— Exercise —
Line by line, retype the material below exactly, from its first line up to and including the one holding "abandoned, in seconds.".
-------- Data --------
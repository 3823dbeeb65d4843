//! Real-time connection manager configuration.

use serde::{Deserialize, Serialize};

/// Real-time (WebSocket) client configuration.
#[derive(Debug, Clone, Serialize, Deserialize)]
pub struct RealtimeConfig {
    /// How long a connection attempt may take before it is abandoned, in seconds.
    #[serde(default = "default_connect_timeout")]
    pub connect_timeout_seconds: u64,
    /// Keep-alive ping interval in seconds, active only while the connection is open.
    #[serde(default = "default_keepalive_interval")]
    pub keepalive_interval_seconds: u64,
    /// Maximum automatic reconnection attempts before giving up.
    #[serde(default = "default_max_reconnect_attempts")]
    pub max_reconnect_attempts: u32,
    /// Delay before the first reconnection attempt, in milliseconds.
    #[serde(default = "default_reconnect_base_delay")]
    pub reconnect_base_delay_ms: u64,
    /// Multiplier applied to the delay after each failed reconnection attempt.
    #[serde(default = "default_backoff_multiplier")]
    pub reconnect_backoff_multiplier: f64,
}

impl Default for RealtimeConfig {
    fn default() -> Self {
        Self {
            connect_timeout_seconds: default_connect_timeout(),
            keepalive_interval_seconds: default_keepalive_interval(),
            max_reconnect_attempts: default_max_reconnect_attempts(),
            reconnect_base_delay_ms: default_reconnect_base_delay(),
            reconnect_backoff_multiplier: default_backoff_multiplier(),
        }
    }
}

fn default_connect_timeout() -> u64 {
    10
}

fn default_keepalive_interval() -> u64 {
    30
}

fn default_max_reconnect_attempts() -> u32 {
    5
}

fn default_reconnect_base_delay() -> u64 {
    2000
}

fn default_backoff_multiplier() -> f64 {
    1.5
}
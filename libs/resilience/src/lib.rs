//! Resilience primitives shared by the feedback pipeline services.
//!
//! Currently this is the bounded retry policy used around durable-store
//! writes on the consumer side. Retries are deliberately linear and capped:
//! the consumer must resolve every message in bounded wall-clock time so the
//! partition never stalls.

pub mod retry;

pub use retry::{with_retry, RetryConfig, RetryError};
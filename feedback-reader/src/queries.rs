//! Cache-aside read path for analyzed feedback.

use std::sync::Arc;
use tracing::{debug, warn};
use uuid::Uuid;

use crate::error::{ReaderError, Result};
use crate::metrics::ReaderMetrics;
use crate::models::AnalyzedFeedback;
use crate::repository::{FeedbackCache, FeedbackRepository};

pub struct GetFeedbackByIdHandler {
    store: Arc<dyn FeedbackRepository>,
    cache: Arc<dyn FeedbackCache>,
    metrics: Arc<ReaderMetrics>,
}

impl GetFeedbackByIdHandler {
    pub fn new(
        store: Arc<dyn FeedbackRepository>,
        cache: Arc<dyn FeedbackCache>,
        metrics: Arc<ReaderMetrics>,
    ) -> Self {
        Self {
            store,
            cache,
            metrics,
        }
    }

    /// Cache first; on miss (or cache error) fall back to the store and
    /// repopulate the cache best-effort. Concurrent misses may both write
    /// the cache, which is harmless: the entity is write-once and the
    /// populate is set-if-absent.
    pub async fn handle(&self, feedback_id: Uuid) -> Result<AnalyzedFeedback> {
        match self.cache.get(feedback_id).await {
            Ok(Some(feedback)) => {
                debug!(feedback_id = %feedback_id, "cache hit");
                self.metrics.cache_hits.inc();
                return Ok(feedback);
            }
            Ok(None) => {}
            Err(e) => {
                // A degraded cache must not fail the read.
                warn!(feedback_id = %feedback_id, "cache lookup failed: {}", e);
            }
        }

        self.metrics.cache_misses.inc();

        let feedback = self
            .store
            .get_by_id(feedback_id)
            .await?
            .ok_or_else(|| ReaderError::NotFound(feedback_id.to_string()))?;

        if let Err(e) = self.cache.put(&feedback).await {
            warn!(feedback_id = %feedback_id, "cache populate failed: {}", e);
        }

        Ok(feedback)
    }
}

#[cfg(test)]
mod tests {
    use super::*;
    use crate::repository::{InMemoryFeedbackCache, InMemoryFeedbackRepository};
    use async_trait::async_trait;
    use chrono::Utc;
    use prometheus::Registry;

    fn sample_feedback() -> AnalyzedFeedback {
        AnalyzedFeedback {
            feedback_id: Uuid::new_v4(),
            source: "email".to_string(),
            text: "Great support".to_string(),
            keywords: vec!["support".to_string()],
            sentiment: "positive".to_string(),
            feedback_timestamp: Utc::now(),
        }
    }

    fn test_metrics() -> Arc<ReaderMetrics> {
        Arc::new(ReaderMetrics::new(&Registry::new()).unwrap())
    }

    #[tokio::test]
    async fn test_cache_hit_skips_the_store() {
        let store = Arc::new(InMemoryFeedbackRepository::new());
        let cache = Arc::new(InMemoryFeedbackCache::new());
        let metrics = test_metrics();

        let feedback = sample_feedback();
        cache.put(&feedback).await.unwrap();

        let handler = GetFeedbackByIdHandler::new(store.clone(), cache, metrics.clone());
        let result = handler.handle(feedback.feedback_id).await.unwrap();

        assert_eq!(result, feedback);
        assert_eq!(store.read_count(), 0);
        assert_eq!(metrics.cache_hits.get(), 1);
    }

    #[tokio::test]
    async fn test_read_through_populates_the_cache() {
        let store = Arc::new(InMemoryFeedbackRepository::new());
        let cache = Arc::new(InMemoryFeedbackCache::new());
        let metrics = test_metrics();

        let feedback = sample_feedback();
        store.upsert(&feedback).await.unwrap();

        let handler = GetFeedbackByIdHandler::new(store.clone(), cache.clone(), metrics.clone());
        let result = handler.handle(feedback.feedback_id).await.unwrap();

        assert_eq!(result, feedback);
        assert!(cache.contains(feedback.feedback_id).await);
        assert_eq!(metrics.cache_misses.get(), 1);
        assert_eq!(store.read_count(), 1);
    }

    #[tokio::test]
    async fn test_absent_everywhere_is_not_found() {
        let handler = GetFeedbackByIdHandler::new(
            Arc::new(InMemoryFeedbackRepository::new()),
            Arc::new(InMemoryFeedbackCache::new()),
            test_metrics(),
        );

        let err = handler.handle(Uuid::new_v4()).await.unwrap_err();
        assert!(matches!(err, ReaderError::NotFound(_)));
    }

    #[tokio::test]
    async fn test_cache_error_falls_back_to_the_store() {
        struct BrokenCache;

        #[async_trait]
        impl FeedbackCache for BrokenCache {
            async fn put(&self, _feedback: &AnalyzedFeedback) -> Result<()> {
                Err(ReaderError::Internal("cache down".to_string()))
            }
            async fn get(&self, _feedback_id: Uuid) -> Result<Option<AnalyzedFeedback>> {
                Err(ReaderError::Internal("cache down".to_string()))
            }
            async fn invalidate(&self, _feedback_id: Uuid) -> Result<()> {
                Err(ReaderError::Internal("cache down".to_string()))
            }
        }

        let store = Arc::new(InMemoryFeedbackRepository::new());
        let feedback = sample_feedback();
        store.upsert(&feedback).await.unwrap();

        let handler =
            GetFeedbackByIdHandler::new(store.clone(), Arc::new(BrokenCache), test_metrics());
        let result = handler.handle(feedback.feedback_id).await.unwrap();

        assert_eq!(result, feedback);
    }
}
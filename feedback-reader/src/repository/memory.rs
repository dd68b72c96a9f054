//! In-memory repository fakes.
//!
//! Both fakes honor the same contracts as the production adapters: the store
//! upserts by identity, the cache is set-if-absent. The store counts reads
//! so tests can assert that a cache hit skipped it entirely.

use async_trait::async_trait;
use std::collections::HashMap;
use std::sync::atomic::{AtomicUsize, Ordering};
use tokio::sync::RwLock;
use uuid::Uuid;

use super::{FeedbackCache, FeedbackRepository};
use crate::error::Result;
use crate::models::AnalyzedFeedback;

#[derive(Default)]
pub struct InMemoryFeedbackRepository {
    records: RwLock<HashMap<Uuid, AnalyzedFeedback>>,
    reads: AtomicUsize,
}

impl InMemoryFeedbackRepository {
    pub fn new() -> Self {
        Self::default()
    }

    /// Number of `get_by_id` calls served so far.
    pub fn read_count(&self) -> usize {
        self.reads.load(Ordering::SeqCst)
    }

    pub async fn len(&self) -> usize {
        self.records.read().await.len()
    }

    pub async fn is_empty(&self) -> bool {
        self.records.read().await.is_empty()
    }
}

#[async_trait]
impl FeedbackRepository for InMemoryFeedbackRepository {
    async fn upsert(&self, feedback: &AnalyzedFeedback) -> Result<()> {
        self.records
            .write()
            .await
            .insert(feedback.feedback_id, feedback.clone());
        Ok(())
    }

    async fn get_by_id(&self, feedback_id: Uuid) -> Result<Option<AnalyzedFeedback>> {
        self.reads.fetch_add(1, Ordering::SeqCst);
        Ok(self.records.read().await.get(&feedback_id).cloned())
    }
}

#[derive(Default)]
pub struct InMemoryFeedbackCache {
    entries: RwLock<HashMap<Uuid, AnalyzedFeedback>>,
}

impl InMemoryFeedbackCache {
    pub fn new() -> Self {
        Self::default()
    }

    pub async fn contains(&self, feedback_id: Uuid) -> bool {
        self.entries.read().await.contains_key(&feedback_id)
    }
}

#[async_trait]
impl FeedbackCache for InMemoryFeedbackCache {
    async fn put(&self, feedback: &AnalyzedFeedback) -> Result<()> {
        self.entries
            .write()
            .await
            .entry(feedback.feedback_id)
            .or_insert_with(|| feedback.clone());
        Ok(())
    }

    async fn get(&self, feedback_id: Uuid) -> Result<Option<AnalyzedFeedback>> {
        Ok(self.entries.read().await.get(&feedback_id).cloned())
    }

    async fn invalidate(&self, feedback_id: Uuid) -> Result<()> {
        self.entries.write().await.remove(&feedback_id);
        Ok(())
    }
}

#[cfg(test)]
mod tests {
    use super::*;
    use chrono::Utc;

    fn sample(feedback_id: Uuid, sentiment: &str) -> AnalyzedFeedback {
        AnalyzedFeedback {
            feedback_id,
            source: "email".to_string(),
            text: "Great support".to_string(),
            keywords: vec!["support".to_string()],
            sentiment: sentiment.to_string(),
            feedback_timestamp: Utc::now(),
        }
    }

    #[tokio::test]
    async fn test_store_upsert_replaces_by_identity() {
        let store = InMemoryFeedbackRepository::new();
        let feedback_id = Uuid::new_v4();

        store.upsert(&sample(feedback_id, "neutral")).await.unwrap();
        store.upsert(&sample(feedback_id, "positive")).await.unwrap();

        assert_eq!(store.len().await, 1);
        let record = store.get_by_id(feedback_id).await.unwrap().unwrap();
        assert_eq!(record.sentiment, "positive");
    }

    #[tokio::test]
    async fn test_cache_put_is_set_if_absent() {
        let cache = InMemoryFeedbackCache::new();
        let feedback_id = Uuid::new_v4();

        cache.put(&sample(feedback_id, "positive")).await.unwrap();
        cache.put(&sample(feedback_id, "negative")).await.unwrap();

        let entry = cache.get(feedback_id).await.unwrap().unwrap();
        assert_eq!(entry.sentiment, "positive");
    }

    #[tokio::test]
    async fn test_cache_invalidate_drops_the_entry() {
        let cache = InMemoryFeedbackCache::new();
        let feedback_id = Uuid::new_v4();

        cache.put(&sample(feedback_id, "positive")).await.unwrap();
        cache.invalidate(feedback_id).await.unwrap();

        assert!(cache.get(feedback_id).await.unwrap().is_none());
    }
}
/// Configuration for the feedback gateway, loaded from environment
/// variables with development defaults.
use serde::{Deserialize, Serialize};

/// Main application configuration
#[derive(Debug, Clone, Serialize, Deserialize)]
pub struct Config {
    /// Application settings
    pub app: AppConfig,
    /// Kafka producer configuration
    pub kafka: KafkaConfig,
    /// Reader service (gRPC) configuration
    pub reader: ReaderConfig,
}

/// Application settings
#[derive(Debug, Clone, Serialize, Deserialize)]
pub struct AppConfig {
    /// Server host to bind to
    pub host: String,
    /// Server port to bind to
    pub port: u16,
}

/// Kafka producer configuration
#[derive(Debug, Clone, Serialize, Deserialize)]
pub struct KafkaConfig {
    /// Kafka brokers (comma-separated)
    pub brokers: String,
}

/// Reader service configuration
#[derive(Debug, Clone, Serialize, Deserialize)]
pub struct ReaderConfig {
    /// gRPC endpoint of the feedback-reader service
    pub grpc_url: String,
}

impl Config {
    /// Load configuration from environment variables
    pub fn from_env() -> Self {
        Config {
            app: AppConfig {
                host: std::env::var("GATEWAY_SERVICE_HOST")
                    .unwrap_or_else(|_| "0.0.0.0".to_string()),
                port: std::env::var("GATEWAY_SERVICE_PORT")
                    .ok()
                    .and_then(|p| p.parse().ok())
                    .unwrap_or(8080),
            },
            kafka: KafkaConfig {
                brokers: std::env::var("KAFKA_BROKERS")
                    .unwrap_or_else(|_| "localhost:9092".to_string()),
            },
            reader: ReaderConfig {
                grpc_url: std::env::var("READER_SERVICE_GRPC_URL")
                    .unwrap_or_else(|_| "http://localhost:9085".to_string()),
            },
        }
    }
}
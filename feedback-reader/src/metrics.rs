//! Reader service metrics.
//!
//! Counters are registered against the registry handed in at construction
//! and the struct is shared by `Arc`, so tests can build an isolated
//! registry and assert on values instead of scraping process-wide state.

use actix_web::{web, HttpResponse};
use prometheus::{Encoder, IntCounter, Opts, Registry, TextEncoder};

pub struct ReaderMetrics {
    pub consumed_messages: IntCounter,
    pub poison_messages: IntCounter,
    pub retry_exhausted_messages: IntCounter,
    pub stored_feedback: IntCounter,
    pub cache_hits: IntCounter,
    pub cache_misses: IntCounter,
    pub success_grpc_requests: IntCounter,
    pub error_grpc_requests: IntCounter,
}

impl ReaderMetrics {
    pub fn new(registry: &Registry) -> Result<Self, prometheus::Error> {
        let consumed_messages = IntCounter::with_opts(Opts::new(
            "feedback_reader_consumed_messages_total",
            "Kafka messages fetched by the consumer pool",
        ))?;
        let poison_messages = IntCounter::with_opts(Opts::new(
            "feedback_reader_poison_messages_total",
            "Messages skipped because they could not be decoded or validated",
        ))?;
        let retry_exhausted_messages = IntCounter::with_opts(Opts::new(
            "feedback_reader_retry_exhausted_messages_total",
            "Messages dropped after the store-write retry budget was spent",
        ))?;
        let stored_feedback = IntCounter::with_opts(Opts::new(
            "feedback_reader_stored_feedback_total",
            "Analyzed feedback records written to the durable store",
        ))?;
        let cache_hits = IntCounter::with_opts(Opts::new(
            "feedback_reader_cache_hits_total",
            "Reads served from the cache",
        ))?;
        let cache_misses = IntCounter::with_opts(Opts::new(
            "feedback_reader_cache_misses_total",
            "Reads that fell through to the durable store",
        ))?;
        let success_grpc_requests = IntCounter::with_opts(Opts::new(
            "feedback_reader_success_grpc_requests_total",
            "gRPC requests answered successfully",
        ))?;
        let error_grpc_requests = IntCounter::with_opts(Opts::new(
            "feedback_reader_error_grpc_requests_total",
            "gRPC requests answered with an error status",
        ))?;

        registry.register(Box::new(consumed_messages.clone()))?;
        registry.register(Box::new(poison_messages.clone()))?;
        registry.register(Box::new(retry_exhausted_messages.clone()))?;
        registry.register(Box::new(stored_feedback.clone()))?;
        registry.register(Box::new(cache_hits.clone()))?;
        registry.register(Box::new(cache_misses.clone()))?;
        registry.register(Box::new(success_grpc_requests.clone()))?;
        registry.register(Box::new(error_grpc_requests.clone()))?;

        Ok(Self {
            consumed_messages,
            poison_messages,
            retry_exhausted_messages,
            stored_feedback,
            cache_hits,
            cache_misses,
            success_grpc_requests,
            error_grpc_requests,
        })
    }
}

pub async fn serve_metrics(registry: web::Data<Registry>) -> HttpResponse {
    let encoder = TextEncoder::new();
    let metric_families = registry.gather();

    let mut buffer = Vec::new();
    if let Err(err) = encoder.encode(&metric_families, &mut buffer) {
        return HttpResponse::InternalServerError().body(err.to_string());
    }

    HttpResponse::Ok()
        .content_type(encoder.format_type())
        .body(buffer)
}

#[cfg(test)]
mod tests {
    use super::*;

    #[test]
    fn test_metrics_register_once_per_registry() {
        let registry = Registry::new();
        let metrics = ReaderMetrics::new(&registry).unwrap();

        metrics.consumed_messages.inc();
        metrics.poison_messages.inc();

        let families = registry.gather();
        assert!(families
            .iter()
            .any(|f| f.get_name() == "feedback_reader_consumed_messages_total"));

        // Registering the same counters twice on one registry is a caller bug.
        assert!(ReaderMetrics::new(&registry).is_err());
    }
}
--------
— Solution below —
repository 3823dbeeb65d4843
//! Real-time connection manager configuration.

use serde::{Deserialize, Serialize};

/// Real-time (WebSocket) client configuration.
#[derive(Debug, Clone, Serialize, Deserialize)]
pub struct RealtimeConfig {
    /// How long a connection attempt may take before it is abandoned, in seconds.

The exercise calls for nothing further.